Film Review of the Week: A Most Violent Year

Though this is the final weekend in January, a few "award-season" 2014 releases are still trickling into area theaters. For that we should be grateful, if only to spell us from The Boy Next Door and its January ilk. A Most Violent Year, directed by J.C. Chandor and starring Oscar Isaac and Jessica Chastain, is a simmering crime drama set in 1981, New York City. It opens at select theaters Friday.

Abel Morales (Isaac) is a rags-to-riches entrepreneur in the home heating oil industry. He's surrounded by violence and corruption, but as his business grows, he's committed to running it honorably, bless his heart.
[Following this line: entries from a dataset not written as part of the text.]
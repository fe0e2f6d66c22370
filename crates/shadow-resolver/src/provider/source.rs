// Copyright Exograph, Inc. All rights reserved.
//
// Use of this software is governed by the Business Source License
// included in the LICENSE file at the root of this repository.
//
// As of the Change Date specified in that file, in accordance with
// the Business Source License, use of this software will be governed
// by the Apache License, Version 2.0.

use std::sync::Arc;

use decl_model::{
    artifact::{AnnotationInstance, ClassDescriptor, MethodDescriptor},
    ast::{AnnotationUseId, DeclarationOrigin, DeclarationTree, TypeDeclaration},
    factory::{FactoryId, TypeReference},
};

use super::{LoaderError, MetadataProvider};

/// Source-backed metadata: describes declarations the AST builder parsed from source, in the
/// same shape a compiled artifact would have.
///
/// Only annotation uses whose values the builder evaluated (`source_values`) are visible; shadow
/// declarations are never described, so a layered provider falls through to the class path.
#[derive(Debug, Clone, Copy)]
pub struct SourceProvider {
    factory: FactoryId,
}

impl SourceProvider {
    /// A provider for the declarations parsed under `factory`.
    pub fn new(factory: FactoryId) -> Self {
        Self { factory }
    }
}

impl MetadataProvider for SourceProvider {
    fn serves(&self, factory: FactoryId) -> bool {
        factory == self.factory
    }

    fn load_class(
        &self,
        tree: &DeclarationTree,
        reference: &TypeReference,
    ) -> Result<Option<Arc<ClassDescriptor>>, LoaderError> {
        if reference.factory() != self.factory {
            return Err(LoaderError::UnboundFactory(reference.factory()));
        }

        Ok(tree
            .type_by_name(reference.qualified_name())
            .filter(|decl| decl.origin == DeclarationOrigin::Source && decl.factory == self.factory)
            .map(|decl| Arc::new(describe(tree, decl))))
    }
}

fn describe(tree: &DeclarationTree, decl: &TypeDeclaration) -> ClassDescriptor {
    let methods = decl
        .methods
        .iter()
        .filter_map(|id| tree.method(*id))
        .map(|method| MethodDescriptor {
            name: method.name.clone(),
            parameter_types: method.parameters.iter().map(|p| p.typ.descriptor()).collect(),
            annotations: evaluated_annotations(tree, &method.annotations),
            default_value: method.default_value.clone(),
        })
        .collect();

    ClassDescriptor {
        name: decl.qualified_name.clone(),
        kind: decl.kind,
        annotations: evaluated_annotations(tree, &decl.annotations),
        methods,
    }
}

fn evaluated_annotations(
    tree: &DeclarationTree,
    ids: &[AnnotationUseId],
) -> Vec<AnnotationInstance> {
    ids.iter()
        .filter_map(|id| tree.annotation_use(*id))
        .filter_map(|annotation_use| {
            annotation_use.source_values.as_ref().map(|values| {
                AnnotationInstance::from_values(
                    annotation_use.annotation_type.qualified_name(),
                    values.clone(),
                )
            })
        })
        .collect()
}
Even at the outset, as he's entering into an ambitious deal to acquire a huge plot of waterfront land which will expedite his operations, he intends to produce the requisite funds by strictly legal means.

But he's got limited time, and circumstances are conspiring against him: An anonymous competitor is hijacking his oil trucks and beating his drivers half to death. Inspired by jealousy, his slimy business partners seem to be allied against him in collective subterfuge. The district attorney (played by Selma's David Oyelowo) is scrutinizing Abel's business dealings in an aggressive way. Meanwhile, his wife (Chastain) is losing patience — she knows from experience that it rarely pays to be aboveboard.
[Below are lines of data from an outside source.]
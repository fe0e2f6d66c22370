// Copyright Exograph, Inc. All rights reserved.
//
// Use of this software is governed by the Business Source License
// included in the LICENSE file at the root of this repository.
//
// As of the Change Date specified in that file, in accordance with
// the Business Source License, use of this software will be governed
// by the Apache License, Version 2.0.

use gen_env::{EnvError, Environment};

/// Tracing filter directives, following the `RUST_LOG` conventions.
pub const IMPLGEN_LOG: &str = "IMPLGEN_LOG";

/// Report repaired annotation factories at `WARN` instead of `DEBUG`.
pub const IMPLGEN_WARN_ON_FACTORY_REPAIR: &str = "IMPLGEN_WARN_ON_FACTORY_REPAIR";

pub fn warn_on_factory_repair(env: &dyn Environment) -> Result<bool, EnvError> {
    env.enabled(IMPLGEN_WARN_ON_FACTORY_REPAIR, false)
}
In national TV spots, the film is said to "echo" The Godfather and the great mob movies of the '70s. It's true you'll recognize the lineage, at least visually: the shadowy white-tablecloth restaurants; the wide-breasted camel hair jackets; the bleak terrain of New York and New Jersey's industrial infrastructure, more besmirched than ever by the crime and porn and garbage of 1981. The atmosphere and tone in the film are both spot on.

The pace, however, requires some patience. It's what you might call a slow burn. Ironically, for a movie called "A Most Violent Year," there's not much "violence" on screen. It relies on the brooding performance of Oscar Isaac to carry you from scene to scene. And he does — there's way more internal violence than external. So don't expect gunfights and exotic torture scenarios every 15 minutes.
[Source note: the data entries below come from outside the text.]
// Copyright Exograph, Inc. All rights reserved.
//
// Use of this software is governed by the Business Source License
// included in the LICENSE file at the root of this repository.
//
// As of the Change Date specified in that file, in accordance with
// the Business Source License, use of this software will be governed
// by the Apache License, Version 2.0.

use std::fmt::{Display, Formatter};

use serde::{Deserialize, Serialize};

use crate::value::TypeDescriptor;

/// Identifies the binding context (class path universe) a declaration was modelled in.
///
/// Two references with the same qualified name but different factories may resolve to different
/// compiled artifacts, so a reference is only meaningful together with its factory.
#[derive(Debug, Clone, Copy, PartialEq, Eq, Hash, PartialOrd, Ord, Serialize, Deserialize)]
pub struct FactoryId(pub u32);

impl Display for FactoryId {
    fn fmt(&self, f: &mut Formatter<'_>) -> std::fmt::Result {
        write!(f, "factory#{}", self.0)
    }
}

/// A reference to a type by qualified name, bound to the factory that should resolve it.
#[derive(Debug, Clone, PartialEq, Eq, Hash, Serialize, Deserialize)]
pub struct TypeReference {
    qualified_name: String,
    factory: FactoryId,
}

impl TypeReference {
    pub fn new(qualified_name: impl Into<String>, factory: FactoryId) -> Self {
        Self {
            qualified_name: qualified_name.into(),
            factory,
        }
    }

    pub fn qualified_name(&self) -> &str {
        &self.qualified_name
    }

    pub fn factory(&self) -> FactoryId {
        self.factory
    }

    /// The same reference, bound to `factory` instead.
    pub fn rebind(&self, factory: FactoryId) -> Self {
        Self {
            qualified_name: self.qualified_name.clone(),
            factory,
        }
    }

    /// The compiled-artifact class this reference names (for signature matching).
    pub fn descriptor(&self) -> TypeDescriptor {
        TypeDescriptor::new(self.qualified_name.as_str())
    }
}

impl Display for TypeReference {
    fn fmt(&self, f: &mut Formatter<'_>) -> std::fmt::Result {
        f.write_str(&self.qualified_name)
    }
}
What's encouraging is that Chandor is a writer-director who makes films with arguments. His two prior films, Margin Call and All is Lost, were both powerfully recognizable as the products of a vision. A Most Violent Year is as well. With its whip-smart script, an explosive third act, and a statement performance from Isaac, it's additional evidence that Chandor is one of the best and most adventurous auteurs working in Hollywood today.